Rising interest rates along with the surge in commodity prices that we have been seeing in the back half of this year is writing on the wall that hyperinflation is very near. If anyone needs further proof just look at what QE2 is already doing. The Fed is turning government debt that the market doesn’t want into currency which is the cause of all hyperinflation.The link to this quickie is HERE. Essentially, if you are not accumulating precious metals right now, expect that your financial well-being eventually will be tragically compromised. I'm thinking the new slogan on U.S. currency should be: "In the printing press we trust."

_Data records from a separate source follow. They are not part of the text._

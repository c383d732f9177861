use crate::Environment;
use tracing::debug;
use tracing_subscriber::{prelude::*, EnvFilter};

/// Install the color-eyre report hook.
///
/// Call early in `main()`, before anything fallible. Repeated calls are ignored.
pub fn install_color_eyre() {
    let _ = color_eyre::config::HookBuilder::default()
        .display_location_section(true)
        .display_env_section(false)
        .install();
}

/// Initialize the global tracing subscriber.
///
/// - **Production**: flattened JSON lines without module targets, default level `info`.
/// - **Development**: pretty output, default level `debug`.
///
/// `RUST_LOG` overrides the default filter in both modes. An
/// [`tracing_error::ErrorLayer`] is always installed so eyre reports carry
/// span traces.
///
/// Calling this more than once is harmless; later calls are no-ops.
pub fn init_tracing(environment: &Environment) {
    let is_production = environment.is_production();

    let filter = EnvFilter::try_from_default_env().unwrap_or_else(|_| {
        if is_production {
            EnvFilter::new("info,tower_http=info")
        } else {
            EnvFilter::new("debug,hyper=info,tungstenite=info,tokio_tungstenite=info")
        }
    });

    let result = if is_production {
        tracing_subscriber::registry()
            .with(
                tracing_subscriber::fmt::layer()
                    .json()
                    .with_target(false)
                    .flatten_event(true),
            )
            .with(tracing_error::ErrorLayer::default())
            .with(filter)
            .try_init()
    } else {
        tracing_subscriber::registry()
            .with(tracing_subscriber::fmt::layer().with_target(true).pretty())
            .with(tracing_error::ErrorLayer::default())
            .with(filter)
            .try_init()
    };

    match result {
        Ok(()) => tracing::info!(environment = ?environment, "Tracing initialized"),
        Err(_) => debug!("Tracing already initialized, skipping re-initialization"),
    }
}
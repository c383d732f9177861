use crate::{env_or_default, env_parse_or, ConfigError, FromEnv};
use std::net::Ipv4Addr;

/// Bind address for a service's HTTP listener
#[derive(Clone, Debug)]
pub struct ServerConfig {
    pub host: String,
    pub port: u16,
}

impl ServerConfig {
    pub fn new(host: impl Into<String>, port: u16) -> Self {
        Self {
            host: host.into(),
            port,
        }
    }

    /// `host:port`, ready for `TcpListener::bind`
    pub fn address(&self) -> String {
        format!("{}:{}", self.host, self.port)
    }
}

impl FromEnv for ServerConfig {
    /// `HOST` defaults to 0.0.0.0, `PORT` to 8080
    fn from_env() -> Result<Self, ConfigError> {
        Ok(Self {
            host: env_or_default("HOST", &Ipv4Addr::UNSPECIFIED.to_string()),
            port: env_parse_or("PORT", 8080)?,
        })
    }
}

impl Default for ServerConfig {
    fn default() -> Self {
        Self::new(Ipv4Addr::UNSPECIFIED.to_string(), 8080)
    }
}

#[cfg(test)]
mod tests {
    use super::*;

    #[test]
    fn test_server_config_defaults() {
        temp_env::with_vars([("HOST", None::<&str>), ("PORT", None::<&str>)], || {
            let config = ServerConfig::from_env().unwrap();
            assert_eq!(config.address(), "0.0.0.0:8080");
        });
    }

    #[test]
    fn test_server_config_custom_values() {
        temp_env::with_vars([("HOST", Some("127.0.0.1")), ("PORT", Some("3000"))], || {
            let config = ServerConfig::from_env().unwrap();
            assert_eq!(config.address(), "127.0.0.1:3000");
        });
    }

    #[test]
    fn test_server_config_port_out_of_range() {
        temp_env::with_var("PORT", Some("99999"), || {
            let err = ServerConfig::from_env().unwrap_err();
            assert!(err.to_string().contains("PORT"));
        });
    }
}
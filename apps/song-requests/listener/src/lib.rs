//! Song Requests Listener
//!
//! ## Architecture
//!
//! ```text
//! POST /channels/{id}/connect
//!   ↓
//! SubscriptionSupervisor ── one SubscriptionClient per channel
//!   ↓ (websocket, LISTEN channel-points-channel-v1.{id})
//! reward-redeemed + "Song Request" + spotify:track:…
//!   ↓ (StreamProducer)
//! Redis Stream (song_requests:deliveries)
//! ```
//!
//! Channels whose stored status is `active` or `starting` are resumed at
//! startup. On shutdown every subscription is closed without touching the
//! stored status, so the next instance picks them up again.

use axum::Router;
use core_config::server::ServerConfig;
use core_config::{Environment, FromEnv};
use database::redis::{RedisConfig, connect_from_config_with_retry};
use domain_song_requests::{
    PubSubConfig, RedisConnectionStore, SongRequestStream, SubscriptionSupervisor, control_router,
};
use eyre::{Result, WrapErr};
use std::sync::Arc;
use stream_worker::{HealthState, StreamProducer, health_router, metrics};
use tokio::net::TcpListener;
use tokio::signal;
use tower_http::trace::TraceLayer;
use tracing::{error, info};

/// Wraps the routes in the only HTTP middleware the listener uses.
fn with_request_tracing(router: Router) -> Router {
    router.layer(TraceLayer::new_for_http())
}

pub async fn run() -> Result<()> {
    core_config::tracing::install_color_eyre();

    let environment = Environment::from_env();
    core_config::tracing::init_tracing(&environment);
    metrics::init_metrics();

    let name = env!("CARGO_PKG_NAME");
    let version = env!("CARGO_PKG_VERSION");
    info!(name, version, ?environment, "Starting song requests listener");

    let server_config = ServerConfig::from_env().wrap_err("Failed to load server configuration")?;
    let pubsub_config = PubSubConfig::from_env().wrap_err("Failed to load PubSub configuration")?;
    let redis_config = RedisConfig::from_env().wrap_err("Failed to load Redis configuration")?;

    info!("Connecting to Redis...");
    let redis = connect_from_config_with_retry(redis_config, None)
        .await
        .wrap_err("Failed to connect to Redis")?;
    info!("Connected to Redis successfully");

    let store = Arc::new(RedisConnectionStore::new(redis.clone()));
    let publisher = Arc::new(StreamProducer::from_stream_def::<SongRequestStream>(
        redis.clone(),
    ));
    info!(stream = %publisher.stream_name(), url = %pubsub_config.url, "Publishing song requests");

    let supervisor = SubscriptionSupervisor::new(store, publisher, pubsub_config);

    match supervisor.resume().await {
        Ok(resumed) => info!(resumed, "Resumed channel subscriptions"),
        // the control API can still connect channels one by one
        Err(e) => error!(error = %e, "Failed to resume channel subscriptions"),
    }

    let health_state = HealthState::from_stream_def::<SongRequestStream>(redis, name, version);
    let app = with_request_tracing(
        control_router(supervisor.clone()).merge(health_router(health_state)),
    );

    let addr = server_config.address();
    let listener = TcpListener::bind(&addr)
        .await
        .wrap_err_with(|| format!("Failed to bind listener to {}", addr))?;
    info!(address = %addr, "Control API listening");

    let served = axum::serve(listener, app)
        .with_graceful_shutdown(async {
            if let Err(e) = shutdown_signal().await {
                error!(error = %e, "Error waiting for shutdown signal");
            }
        })
        .await
        .wrap_err("Control API server failed");

    supervisor.shutdown().await;
    info!("Song requests listener stopped");
    served
}

/// Wait for SIGINT or SIGTERM
async fn shutdown_signal() -> Result<()> {
    let ctrl_c = async { signal::ctrl_c().await.wrap_err("Failed to install Ctrl+C handler") };

    #[cfg(unix)]
    let terminate = async {
        signal::unix::signal(signal::unix::SignalKind::terminate())
            .wrap_err("Failed to install SIGTERM handler")?
            .recv()
            .await;
        Ok::<(), eyre::Report>(())
    };

    #[cfg(not(unix))]
    let terminate = std::future::pending::<Result<()>>();

    tokio::select! {
        result = ctrl_c => {
            result?;
            info!("Received Ctrl+C, initiating shutdown...");
        },
        result = terminate => {
            result?;
            info!("Received SIGTERM, initiating shutdown...");
        },
    }

    Ok(())
}
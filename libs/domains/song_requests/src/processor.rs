//! Delivery processor for the stream worker.
//!
//! Turns one [`DeliveryRequest`] into player API calls:
//!
//! 1. load the channel record; anything but `active` is dropped
//! 2. list devices with the stored access token
//! 3. on 401, refresh the token, persist it and fail retryably so the
//!    redelivered request runs against the new token
//! 4. pick the first active `Computer` device; none means drop
//! 5. if the channel has preferences, look the track up and reject explicit
//!    or overlong tracks permanently
//! 6. enqueue the track on that device
//!
//! Terminal results are counted per channel: delivered, dropped, and failed
//! for permanent errors. Retryable failures are counted only by the dead
//! letter stream once they run out of attempts.
//!
//! A redelivery after a refresh can enqueue the same track twice if the first
//! enqueue succeeded but was reported as a failure. Requests carry no id to
//! deduplicate on, so at most one extra enqueue is accepted.

use async_trait::async_trait;
use std::sync::Arc;
use stream_worker::{ErrorCategory, StreamError, StreamProcessor};
use tracing::{error, info, instrument, warn};

use crate::error::{PlayerError, SongRequestError};
use crate::matcher::track_id;
use crate::models::{DeliveryRequest, DeliveryTally, Device, Preference};
use crate::player::PlayerApi;
use crate::store::ConnectionStore;

/// What happened to a request that did not fail
#[derive(Debug, Clone, PartialEq, Eq)]
pub enum DeliveryOutcome {
    Queued { device_id: String },
    /// Channel is not `active`; no player calls were made
    SkippedInactive,
    /// No active computer to queue on
    NoDevice,
}

/// First active computer in list order
pub fn select_device(devices: &[Device]) -> Option<&Device> {
    devices
        .iter()
        .find(|device| device.is_active_computer() && device.id.is_some())
}

fn player_failure(context: &str, err: PlayerError) -> StreamError {
    match err {
        PlayerError::RateLimited => StreamError::rate_limited(format!("{}: rate limited", context)),
        other => StreamError::transient(format!("{}: {}", context, other)),
    }
}

pub struct DeliveryProcessor<S: ConnectionStore, P: PlayerApi> {
    store: Arc<S>,
    player: Arc<P>,
}

impl<S: ConnectionStore, P: PlayerApi> DeliveryProcessor<S, P> {
    pub fn new(store: S, player: P) -> Self {
        Self::with_arcs(Arc::new(store), Arc::new(player))
    }

    pub fn with_arcs(store: Arc<S>, player: Arc<P>) -> Self {
        Self { store, player }
    }

    #[instrument(skip(self, request), fields(channel_id = %request.channel_id, track_uri = %request.track_uri))]
    pub async fn deliver(&self, request: &DeliveryRequest) -> Result<DeliveryOutcome, StreamError> {
        let connection = self
            .store
            .get(&request.channel_id)
            .await?
            .ok_or_else(|| SongRequestError::ConnectionNotFound(request.channel_id.clone()))?;

        if !connection.is_active() {
            info!(status = %connection.connection_status, "Channel not active, dropping request");
            return Ok(DeliveryOutcome::SkippedInactive);
        }

        let token = connection.player_token().ok_or_else(|| {
            SongRequestError::Session("channel has no player credentials".to_string())
        })?;

        let devices = match self.player.list_devices(&token.access_token).await {
            Ok(devices) => devices,
            Err(PlayerError::Unauthorized) => {
                return Err(self.refresh_and_redrive(request, &token.refresh_token).await);
            }
            Err(e) => return Err(player_failure("device list failed", e)),
        };

        let Some(device_id) = select_device(&devices).and_then(|d| d.id.clone()) else {
            warn!(devices = devices.len(), "No active computer device, dropping request");
            return Ok(DeliveryOutcome::NoDevice);
        };

        if let Some(preferences) = &connection.preferences {
            self.check_track(preferences, &token.access_token, &request.track_uri)
                .await?;
        }

        if let Err(e) = self
            .player
            .enqueue(&token.access_token, &device_id, &request.track_uri)
            .await
        {
            error!(device_id = %device_id, error = %e, "Failed to queue track");
            return Err(player_failure("enqueue failed", e));
        }

        info!(device_id = %device_id, "Queued track");
        Ok(DeliveryOutcome::Queued { device_id })
    }

    async fn check_track(
        &self,
        preferences: &Preference,
        access_token: &str,
        track_uri: &str,
    ) -> Result<(), StreamError> {
        let id = track_id(track_uri)
            .ok_or_else(|| StreamError::permanent(format!("not a track uri: {}", track_uri)))?;
        let track = self
            .player
            .track(access_token, id)
            .await
            .map_err(|e| player_failure("track lookup failed", e))?;

        preferences.check(&track).map_err(|rejection| {
            info!(reason = %rejection, "Track refused by channel preferences");
            StreamError::permanent(format!("track rejected: {}", rejection))
        })
    }

    /// Count a terminal result; the counter never fails the request
    async fn tally(&self, request: &DeliveryRequest, result: &Result<DeliveryOutcome, StreamError>) {
        let tally = match result {
            Ok(DeliveryOutcome::Queued { .. }) => DeliveryTally::Delivered,
            Ok(_) => DeliveryTally::Dropped,
            Err(e) if e.category() == ErrorCategory::Permanent => DeliveryTally::Failed,
            Err(_) => return,
        };

        if let Err(e) = self.store.record_delivery(&request.channel_id, tally).await {
            warn!(channel_id = %request.channel_id, error = %e, "Failed to count delivery");
        }
    }

    /// Refresh and persist the player token. Always returns the error to fail
    /// the request with: retryable after a refresh, fatal if refresh failed.
    async fn refresh_and_redrive(&self, request: &DeliveryRequest, refresh_token: &str) -> StreamError {
        let refreshed = match self.player.refresh_token(refresh_token).await {
            Ok(refreshed) => refreshed,
            Err(e) => {
                error!(error = %e, "Player token refresh failed");
                return StreamError::fatal(format!("token refresh failed: {}", e));
            }
        };

        if let Err(e) = self
            .store
            .update_player_token(&request.channel_id, &refreshed)
            .await
        {
            error!(error = %e, "Failed to persist refreshed player token");
            return e.into();
        }

        info!("Player token refreshed, request will be redelivered");
        StreamError::transient("player token refreshed")
    }
}

#[async_trait]
impl<S, P> StreamProcessor<DeliveryRequest> for DeliveryProcessor<S, P>
where
    S: ConnectionStore + 'static,
    P: PlayerApi + 'static,
{
    async fn process(&self, request: &DeliveryRequest) -> Result<(), StreamError> {
        let result = self.deliver(request).await;
        self.tally(request, &result).await;
        result.map(|_| ())
    }

    fn name(&self) -> &'static str {
        "DeliveryProcessor"
    }
}

impl<S: ConnectionStore, P: PlayerApi> Clone for DeliveryProcessor<S, P> {
    fn clone(&self) -> Self {
        Self {
            store: Arc::clone(&self.store),
            player: Arc::clone(&self.player),
        }
    }
}
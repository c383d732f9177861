//! Owns the `channelId -> subscription` map.
//!
//! Each connected channel gets its own [`SubscriptionClient`] task with its
//! own shutdown signal. Clients report `ListenSent` over a channel and the
//! supervisor persists the `active` status in response.

use serde::Serialize;
use std::collections::HashMap;
use std::sync::Arc;
use tokio::sync::{Mutex, mpsc, watch};
use tokio::task::JoinHandle;
use tracing::{debug, error, info, instrument, warn};

use super::client::{ConnectionState, PubSubConfig, SubscriptionClient, SubscriptionEvent};
use crate::error::{SongRequestError, SongRequestResult};
use crate::models::ConnectionStatus;
use crate::publisher::RequestPublisher;
use crate::store::ConnectionStore;

struct ChannelHandle {
    shutdown: watch::Sender<bool>,
    state: watch::Receiver<ConnectionState>,
    task: JoinHandle<()>,
}

#[derive(Debug, Clone, Copy, PartialEq, Eq)]
pub enum ConnectOutcome {
    Started,
    AlreadyRunning,
}

/// Stored status plus whether this process holds a live subscription
#[derive(Debug, Clone, PartialEq, Eq, Serialize)]
#[serde(rename_all = "camelCase")]
pub struct ChannelStatus {
    pub channel_id: String,
    pub connection_status: ConnectionStatus,
    pub subscribed: bool,
}

pub struct SubscriptionSupervisor<S: ConnectionStore, R: RequestPublisher> {
    store: Arc<S>,
    publisher: Arc<R>,
    config: PubSubConfig,
    channels: Mutex<HashMap<String, ChannelHandle>>,
    events: mpsc::UnboundedSender<SubscriptionEvent>,
}

impl<S, R> SubscriptionSupervisor<S, R>
where
    S: ConnectionStore + 'static,
    R: RequestPublisher + 'static,
{
    /// Must be called inside a tokio runtime; spawns the event pump
    pub fn new(store: Arc<S>, publisher: Arc<R>, config: PubSubConfig) -> Arc<Self> {
        let (events, rx) = mpsc::unbounded_channel();
        tokio::spawn(pump_events(Arc::clone(&store), rx));

        Arc::new(Self {
            store,
            publisher,
            config,
            channels: Mutex::new(HashMap::new()),
            events,
        })
    }

    /// Start a subscription for a stored channel. Idempotent while one is running.
    #[instrument(skip(self))]
    pub async fn connect(&self, channel_id: &str) -> SongRequestResult<ConnectOutcome> {
        let mut channels = self.channels.lock().await;

        if let Some(handle) = channels.get(channel_id) {
            if !handle.task.is_finished() {
                debug!("Subscription already running");
                return Ok(ConnectOutcome::AlreadyRunning);
            }
        }

        let connection = self
            .store
            .get(channel_id)
            .await?
            .ok_or_else(|| SongRequestError::ConnectionNotFound(channel_id.to_string()))?;

        let token = match connection.streaming_token() {
            Some(token) => token.to_string(),
            None => {
                warn!("No streaming token stored, LISTEN will be rejected until one is");
                String::new()
            }
        };

        self.store
            .update_status(channel_id, ConnectionStatus::Starting)
            .await?;

        let client = SubscriptionClient::new(
            channel_id,
            token,
            self.config.clone(),
            Arc::clone(&self.store),
            Arc::clone(&self.publisher),
            self.events.clone(),
        );
        let state = client.state();
        let (shutdown, shutdown_rx) = watch::channel(false);
        let task = tokio::spawn(client.run(shutdown_rx));

        channels.insert(
            channel_id.to_string(),
            ChannelHandle {
                shutdown,
                state,
                task,
            },
        );

        info!("Subscription started");
        Ok(ConnectOutcome::Started)
    }

    /// Stop the channel's subscription and mark it `inactive`.
    ///
    /// Returns whether a subscription was running in this process.
    #[instrument(skip(self))]
    pub async fn disconnect(&self, channel_id: &str) -> SongRequestResult<bool> {
        let handle = self.channels.lock().await.remove(channel_id);
        let was_running = handle.is_some();

        if let Some(handle) = handle {
            stop(channel_id, handle).await;
        }

        self.store
            .update_status(channel_id, ConnectionStatus::Inactive)
            .await?;

        info!(was_running, "Channel disconnected");
        Ok(was_running)
    }

    /// Reconnect every channel left `active` or `starting`, e.g. after a restart
    pub async fn resume(&self) -> SongRequestResult<usize> {
        let mut started = 0;

        for status in [ConnectionStatus::Active, ConnectionStatus::Starting] {
            for channel_id in self.store.list_by_status(status).await? {
                match self.connect(&channel_id).await {
                    Ok(ConnectOutcome::Started) => started += 1,
                    Ok(ConnectOutcome::AlreadyRunning) => {}
                    Err(e) => {
                        error!(channel_id = %channel_id, error = %e, "Failed to resume subscription")
                    }
                }
            }
        }

        info!(started, "Resumed subscriptions");
        Ok(started)
    }

    /// Stop all subscriptions, leaving stored statuses alone so `resume` picks them up
    pub async fn shutdown(&self) {
        let handles: Vec<(String, ChannelHandle)> = self.channels.lock().await.drain().collect();
        info!(count = handles.len(), "Stopping subscriptions");

        for (channel_id, handle) in handles {
            stop(&channel_id, handle).await;
        }
    }

    pub async fn status(&self, channel_id: &str) -> SongRequestResult<ChannelStatus> {
        let connection = self
            .store
            .get(channel_id)
            .await?
            .ok_or_else(|| SongRequestError::ConnectionNotFound(channel_id.to_string()))?;

        let subscribed = self
            .channels
            .lock()
            .await
            .get(channel_id)
            .is_some_and(|h| *h.state.borrow() == ConnectionState::Subscribed);

        Ok(ChannelStatus {
            channel_id: connection.channel_id,
            connection_status: connection.connection_status,
            subscribed,
        })
    }

    pub fn store(&self) -> &Arc<S> {
        &self.store
    }

    /// Channel ids with a subscription task in this process
    pub async fn running(&self) -> Vec<String> {
        let mut ids: Vec<String> = self.channels.lock().await.keys().cloned().collect();
        ids.sort();
        ids
    }
}

async fn stop(channel_id: &str, handle: ChannelHandle) {
    let _ = handle.shutdown.send(true);
    if let Err(e) = handle.task.await {
        error!(channel_id = %channel_id, error = %e, "Subscription task panicked");
    }
}

/// Persist `active` when a client reports its LISTEN went out
async fn pump_events<S: ConnectionStore>(
    store: Arc<S>,
    mut events: mpsc::UnboundedReceiver<SubscriptionEvent>,
) {
    while let Some(event) = events.recv().await {
        match event {
            // a disconnect may land after the LISTEN went out; the store keeps it
            SubscriptionEvent::ListenSent { channel_id } => match store.mark_active(&channel_id).await {
                Ok(true) => debug!(channel_id = %channel_id, "Channel marked active"),
                Ok(false) => {
                    debug!(channel_id = %channel_id, "Channel disconnected, not marking active")
                }
                Err(SongRequestError::ConnectionNotFound(_)) => {
                    warn!(channel_id = %channel_id, "Channel record missing")
                }
                Err(e) => warn!(channel_id = %channel_id, error = %e, "Failed to mark channel active"),
            },
        }
    }
}
//! Song Requests Domain
//!
//! Turns channel point redemptions into tracks queued on the streamer's
//! media player.
//!
//! # Architecture
//!
//! ```text
//! ┌──────────────────────┐
//! │SubscriptionSupervisor│  ← one client per connected channel
//! └──────────┬───────────┘
//!            │
//! ┌──────────▼───────────┐
//! │  SubscriptionClient  │  ← PubSub websocket, PING/LISTEN, reconnect
//! └──────────┬───────────┘
//!            │ qualifying redemptions
//! ┌──────────▼───────────┐
//! │     Redis Stream     │  ← song_requests:deliveries
//! └──────────┬───────────┘
//!            │
//! ┌──────────▼───────────┐
//! │  DeliveryProcessor   │  ← devices, token refresh, enqueue
//! └──────────┬───────────┘
//!            │
//! ┌──────────▼───────────┐
//! │   Media player API   │
//! └──────────────────────┘
//! ```
//!
//! Channel records (status plus session credentials) are read through
//! [`ConnectionStore`] by both sides.

pub mod error;
pub mod handlers;
pub mod matcher;
pub mod models;
pub mod player;
pub mod processor;
pub mod publisher;
pub mod pubsub;
pub mod store;
pub mod streams;

pub use error::{PlayerError, SongRequestError, SongRequestResult, TrackRejection};
pub use handlers::control_router;
pub use models::{
    ChannelConnection, ConnectionStatus, DeliveryCounts, DeliveryRequest, DeliveryTally, Device,
    Preference, Session, TokenPair, TokenRefresh, Track,
};
pub use player::{PlayerApi, PlayerConfig, SpotifyClient};
pub use processor::{DeliveryOutcome, DeliveryProcessor, select_device};
pub use publisher::RequestPublisher;
pub use pubsub::{PubSubConfig, SubscriptionClient, SubscriptionSupervisor};
pub use store::{ConnectionStore, RedisConnectionStore};
pub use streams::SongRequestStream;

Tuesday, December 21, 2010
And print money is what the Fed has been doing best - really since 1971 after Nixon closed the gold window:
(click on chart to enlarge)
And really this chart just shows M2, since the Fed has removed its reporting of M3 since March 2006. The missing component is large eurodollar deposits. My friend and colleague "Jessie" wrote an excellent summary of how the Fed is exploiting this category to really ramp up the money supply off the books. His essay can be found HERE
As a follow-up to my commentary yesterday on the looming State/municipal catastrophe, check out this post on Clusterstock today - LINK. Not only are most large cities strapped with massive budget deficits, but as the analysis in the Clusterstock piece demonstrates, municipal property tax receipts are going to take a big dive. This will just add gasoline to the fire. Expect the Federal Government to bail out this situation via even more Fed printing.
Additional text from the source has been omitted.